▶ _INSTRUCTIONS FOR THE TASK_:
From the entries below, please output exactly the lines starting at the one containing "the directory if" and ending at the one containing "pub fn default_location()", both included.

(Extracted data entries)
══════════════════════════════

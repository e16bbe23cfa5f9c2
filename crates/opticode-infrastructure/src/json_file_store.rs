//! Durable file-backed KeyValueStore implementation.
//!
//! One JSON file per key under a base directory. Writes go through a
//! temporary file with an explicit fsync and an atomic rename, guarded by an
//! advisory lock, so a crash mid-write never leaves a half-written
//! collection behind.

use async_trait::async_trait;
use fs2::FileExt;
use opticode_core::error::{OpticodeError, Result};
use opticode_core::storage::{KeyValueStore, StoreChange};
use std::fs::{self, File};
use std::io::Write as IoWrite;
use std::path::PathBuf;
use tokio::sync::broadcast;

use crate::paths::OpticodePaths;

const CHANGE_CHANNEL_CAPACITY: usize = 64;

/// A durable key-value store, one file per key.
#[derive(Clone)]
pub struct JsonFileStore {
    base_dir: PathBuf,
    events: broadcast::Sender<StoreChange>,
}

impl JsonFileStore {
    /// Creates a store rooted at `base_dir`, creating the directory if
    /// needed.
    pub fn new(base_dir: impl Into<PathBuf>) -> Result<Self> {
        let base_dir = base_dir.into();
        fs::create_dir_all(&base_dir)?;

        let (events, _) = broadcast::channel(CHANGE_CHANNEL_CAPACITY);
        Ok(Self { base_dir, events })
    }

    /// Creates a store at the default platform data location.
    pub fn default_location() -> Result<Self> {
        let dir = OpticodePaths::store_dir()
            .map_err(|e| OpticodeError::config(e.to_string()))?;
        Self::new(dir)
    }

    fn file_path(&self, key: &str) -> PathBuf {
        self.base_dir.join(format!("{key}.json"))
    }

    fn lock_path(&self) -> PathBuf {
        self.base_dir.join(".lock")
    }

    fn notify(&self, key: &str) {
        let _ = self.events.send(StoreChange {
            key: key.to_string(),
        });
    }

    fn write_atomic(&self, key: &str, value: &str) -> Result<()> {
        let path = self.file_path(key);
        let tmp_path = self.base_dir.join(format!("{key}.json.tmp"));

        let lock_file = File::create(self.lock_path())?;
        lock_file
            .lock_exclusive()
            .map_err(|e| OpticodeError::storage(format!("failed to lock store: {e}")))?;

        let result = (|| -> Result<()> {
            let mut tmp_file = File::create(&tmp_path)?;
            tmp_file.write_all(value.as_bytes())?;
            tmp_file.sync_all()?;
            drop(tmp_file);

            fs::rename(&tmp_path, &path)?;
            Ok(())
        })();

        let _ = fs2::FileExt::unlock(&lock_file);
        result
    }
}

#[async_trait]
impl KeyValueStore for JsonFileStore {
    async fn get(&self, key: &str) -> Result<Option<String>> {
        match fs::read_to_string(self.file_path(key)) {
            Ok(content) => Ok(Some(content)),
            Err(err) if err.kind() == std::io::ErrorKind::NotFound => Ok(None),
            Err(err) => Err(err.into()),
        }
    }

    async fn set(&self, key: &str, value: String) -> Result<()> {
        self.write_atomic(key, &value)?;
        self.notify(key);
        Ok(())
    }

    async fn remove(&self, key: &str) -> Result<()> {
        match fs::remove_file(self.file_path(key)) {
            Ok(()) => {
                self.notify(key);
                Ok(())
            }
            Err(err) if err.kind() == std::io::ErrorKind::NotFound => Ok(()),
            Err(err) => Err(err.into()),
        }
    }

    fn watch(&self) -> broadcast::Receiver<StoreChange> {
        self.events.subscribe()
    }
}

══════════════════════════════

▶ _RESULT OF THE EXERCISE_:
    /// Creates a store rooted at `base_dir`, creating the directory if
    /// needed.
    pub fn new(base_dir: impl Into<PathBuf>) -> Result<Self> {
        let base_dir = base_dir.into();
        fs::create_dir_all(&base_dir)?;

        let (events, _) = broadcast::channel(CHANGE_CHANNEL_CAPACITY);
        Ok(Self { base_dir, events })
    }

    /// Creates a store at the default platform data location.
    pub fn default_location() -> Result<Self> {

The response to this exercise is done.